Before becoming CEO of Western Union in 1984, he worked for and ran other companies. He was particularly proud of his work in the 1970s at Engelhard Industries, an early manufacturer of catalytic converters.

William Ruckelshaus, the first head of the Environmental Protection Agency, remembers hearings at which the automobile industry argued it needed more time to reduce pollutants caused by car engines. The industry was not convincing, but Engelhard Industries was, and catalytic converters became the standard for cutting emissions.

“They worked and had tremendous health benefits,” said Ruckelshaus, who remembers meeting Mr. Leventhal, an executive vice president at Engelhard.

When they both subsequently moved to Seattle and saw each other around town, Ruckelshaus would call to Mr. Leventhal, “Hello, Mr. Clean Air!”

Jean Baur Viereck, Mr. Leventhal’s wife of more than 18 years, met him when they both sat on the board of the Seattle Repertory Theatre.

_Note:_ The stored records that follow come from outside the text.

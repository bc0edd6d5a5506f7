pub use list::ChunkList;
pub use store::ChunkStore;

mod list;
mod store;

/// Size of a chunk for a file of `file_size` bytes.
///
/// Aims for at most `max_chunks` chunks per file, rounded up to a multiple of `min_chunk_size`.
pub fn chunk_size(file_size: u64, min_chunk_size: u64, max_chunks: u64) -> u64 {
    let file_size = file_size.max(1);
    let min_chunk_size = min_chunk_size.max(1);
    let perfect = file_size.div_ceil(max_chunks.max(1));
    perfect.div_ceil(min_chunk_size) * min_chunk_size
}

/// Chunk aligned window covering `size` bytes starting at `offset`, as `(start, len)`.
pub fn chunk_window(offset: u64, size: u64, chunk_size: u64) -> (u64, u64) {
    let chunk_size = chunk_size.max(1);
    let start = offset / chunk_size * chunk_size;
    let len = ((offset - start) + size).div_ceil(chunk_size) * chunk_size;
    (start, len)
}

#[cfg(test)]
mod tests {
    use super::*;

    const MIN: u64 = 1_048_576;

    #[test]
    fn small_files_use_the_minimum() {
        assert_eq!(MIN, chunk_size(0, MIN, 15));
        assert_eq!(MIN, chunk_size(1, MIN, 15));
        assert_eq!(MIN, chunk_size(15 * MIN, MIN, 15));
    }

    #[test]
    fn large_files_are_split_into_at_most_max_chunks() {
        let size = 100 * MIN;
        let chunk = chunk_size(size, MIN, 15);
        assert_eq!(7 * MIN, chunk);
        assert!(size.div_ceil(chunk) <= 15);
    }

    #[test]
    fn windows_are_aligned() {
        assert_eq!((0, 10), chunk_window(3, 4, 10));
        assert_eq!((10, 20), chunk_window(15, 10, 10));
        assert_eq!((20, 10), chunk_window(20, 1, 10));
        assert_eq!((0, 0), chunk_window(0, 0, 10));
    }
}
use std::fmt::{Debug, Display, Formatter};
use std::fs::File;

use async_trait::async_trait;
use bytes::Bytes;
use serde_json::Value;

use crate::prelude::*;

#[derive(Debug, Copy, Clone, PartialEq, Eq)]
pub enum Method {
    Get,
    Post,
    Put,
    Patch,
    Delete,
}

impl Display for Method {
    fn fmt(&self, f: &mut Formatter<'_>) -> std::fmt::Result {
        let name = match self {
            Method::Get => "GET",
            Method::Post => "POST",
            Method::Put => "PUT",
            Method::Patch => "PATCH",
            Method::Delete => "DELETE",
        };
        f.write_str(name)
    }
}

#[derive(Debug, Clone, Default)]
pub enum TransferBody {
    #[default]
    Empty,
    /// serialized with `Content-Type: application/json`
    Json(Value),
    Bytes(Bytes),
    /// `application/x-www-form-urlencoded` pairs
    Form(Vec<(String, String)>),
}

/// Where a successful response body ends up.
#[derive(Debug, Default)]
pub enum TransferDestination {
    #[default]
    Buffer,
    /// body is streamed into the file from its current position,
    /// the executor rewinds and empties it before every attempt
    File(File),
}

/// One remote request, reusable across retry attempts.
#[derive(Debug)]
pub struct TransferRequest {
    pub method: Method,
    pub url: String,
    pub query: Vec<(String, String)>,
    pub headers: Vec<(String, String)>,
    pub body: TransferBody,
    pub destination: TransferDestination,
    /// when false a 401 fails immediately instead of refreshing credentials,
    /// which the credential endpoints need to avoid recursing into themselves
    pub retry_on_auth_error: bool,
}

impl TransferRequest {
    pub fn new(method: Method, url: impl Into<String>) -> Self {
        Self {
            method,
            url: url.into(),
            query: Vec::new(),
            headers: Vec::new(),
            body: TransferBody::Empty,
            destination: TransferDestination::Buffer,
            retry_on_auth_error: true,
        }
    }
    pub fn get(url: impl Into<String>) -> Self {
        Self::new(Method::Get, url)
    }
    pub fn query(mut self, key: impl Into<String>, value: impl Into<String>) -> Self {
        self.query.push((key.into(), value.into()));
        self
    }
    pub fn header(mut self, key: impl Into<String>, value: impl Into<String>) -> Self {
        self.headers.push((key.into(), value.into()));
        self
    }
    pub fn json(mut self, value: Value) -> Self {
        self.body = TransferBody::Json(value);
        self
    }
    pub fn bytes(mut self, content: Bytes) -> Self {
        self.body = TransferBody::Bytes(content);
        self
    }
    pub fn form(mut self, pairs: Vec<(String, String)>) -> Self {
        self.body = TransferBody::Form(pairs);
        self
    }
    pub fn into_file(mut self, file: File) -> Self {
        self.destination = TransferDestination::File(file);
        self
    }
    pub fn without_auth_retry(mut self) -> Self {
        self.retry_on_auth_error = false;
        self
    }
    pub fn query_value(&self, key: &str) -> Option<&str> {
        self.query
            .iter()
            .find(|(k, _)| k == key)
            .map(|(_, v)| v.as_str())
    }
    pub fn header_value(&self, key: &str) -> Option<&str> {
        self.headers
            .iter()
            .find(|(k, _)| k.eq_ignore_ascii_case(key))
            .map(|(_, v)| v.as_str())
    }
}

impl Display for TransferRequest {
    fn fmt(&self, f: &mut Formatter<'_>) -> std::fmt::Result {
        write!(f, "{} {}", self.method, self.url)
    }
}

#[derive(Debug, Clone, Default)]
pub struct TransferResponse {
    pub status: u16,
    /// empty when a successful body went to a file destination
    pub body: Bytes,
    /// number of body bytes written to the file destination
    pub received: u64,
}

impl TransferResponse {
    pub fn is_success(&self) -> bool {
        self.status < 400
    }
    pub fn json<T: serde::de::DeserializeOwned>(&self) -> Result<T> {
        Ok(serde_json::from_slice(&self.body)?)
    }
}

/// Executes a single request without any retry logic.
///
/// A returned `Err` means no response was received at all.
#[async_trait]
pub trait HttpTransport: Send + Sync + Debug {
    async fn execute(&self, request: &TransferRequest) -> Result<TransferResponse>;
}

“He was cerebral and bright and kind and generous and easy to be with,” she said.

Mr. Leventhal also is survived by sons Jeffrey, of Los Angeles, and Daniel, of Medford, Mass.; niece Janet Horwitz (Murray) of Fairfax, Va.; and cousin Robert Gross (Cynthia) of West Hartford, Conn. His service was private.

Memorials are suggested to Swedish Cancer Institute, 747 Broadway, Seattle, WA 98122.